* Task prompt *
Check which lines in the records hold "reset" and report how many there are, with no other text.

(Supplied data begins)

use super::model::{Activity, SharedSession};
use crate::backend::{ChatBackend, NewMessage};
use crate::config::SessionSettings;
use crate::conversation::{ConversationController, ConversationId};
use crate::error::{ChatError, Result};
use crate::message::Message;
use crate::transcript::{SyncEvent, SyncMerger};
use std::sync::Arc;

/// Sends one user message: resolve the conversation, post, merge the reply.
///
/// Overlapping sends are not serialized; replies are merged in completion
/// order.
#[derive(Clone)]
pub struct SendPipeline {
    backend: Arc<dyn ChatBackend>,
    controller: ConversationController,
    merger: SyncMerger,
    session: SharedSession,
    activity: Activity,
    max_user_words: usize,
}

impl SendPipeline {
    pub fn new(
        backend: Arc<dyn ChatBackend>,
        controller: ConversationController,
        session: SharedSession,
        activity: Activity,
        settings: &SessionSettings,
    ) -> Self {
        Self {
            backend,
            controller,
            merger: SyncMerger::new(settings.window_size),
            session,
            activity,
            max_user_words: settings.max_user_words,
        }
    }

    /// Sends `content` and returns the messages it added to the transcript.
    ///
    /// # Arguments
    ///
    /// * `content` - Raw user input; surrounding whitespace is trimmed
    /// * `conversation_id` - Target conversation; defaults to the active one
    ///
    /// # Errors
    ///
    /// - `InvalidInput`: empty or over-long content, nothing was sent
    /// - `CreateConversationFailed`: no conversation could be created, nothing was posted
    /// - `SendFailed`: the post failed; a conversation created for it is kept
    ///
    /// An empty list means the reply arrived after the session moved to a
    /// different conversation and was discarded.
    pub async fn send(&self, content: &str, conversation_id: Option<ConversationId>) -> Result<Vec<Message>> {
        let content = self.validate(content)?;

        let (current, epoch) = {
            let session = self.session.lock().await;
            (conversation_id.or(session.active_conversation_id), session.epoch)
        };
        let conversation_id = self.controller.ensure_conversation(current).await?;

        {
            let mut session = self.session.lock().await;
            // A conversation resolved before a reset must not become active
            // in the session that replaced it.
            if session.epoch != epoch {
                tracing::warn!(
                    target: "aichat::sync",
                    conversation = %conversation_id,
                    "Session was reset while resolving the conversation; not posting"
                );
                return Ok(Vec::new());
            }
            if !session.adopt_conversation(conversation_id) {
                tracing::debug!(
                    target: "aichat::sync",
                    conversation = %conversation_id,
                    active = ?session.active_conversation_id,
                    "Posting to a conversation other than the active one"
                );
            }
        }

        let request = NewMessage {
            content,
            conversation_id,
        };
        let reply = {
            let _busy = self.activity.begin();
            self.backend.send_message(&request).await
        };

        let mut session = self.session.lock().await;
        let reply = match reply {
            Ok(reply) => reply,
            Err(cause) => {
                let err = ChatError::SendFailed(cause);
                tracing::warn!(target: "aichat::sync", conversation = %conversation_id, error = %err, "Message post failed");
                if session.epoch == epoch {
                    session.record_error(&err);
                }
                return Err(err);
            }
        };

        if session.epoch != epoch {
            tracing::warn!(
                target: "aichat::sync",
                conversation = %conversation_id,
                "Session was reset while sending; discarding reply"
            );
            return Ok(Vec::new());
        }

        let outcome = self.merger.merge(
            &mut session,
            SyncEvent::SendResult {
                conversation_id,
                reply,
            },
        );
        Ok(outcome.into_appended())
    }

    fn validate(&self, content: &str) -> Result<String> {
        let trimmed = content.trim();
        if trimmed.is_empty() {
            return Err(ChatError::invalid_input("Message cannot be empty."));
        }
        let words = trimmed.split_whitespace().count();
        if words > self.max_user_words {
            return Err(ChatError::invalid_input(format!(
                "Message too long ({} words, max {}).",
                words, self.max_user_words
            )));
        }
        Ok(trimmed.to_string())
    }
}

(Supplied data ends)

* Written response *
3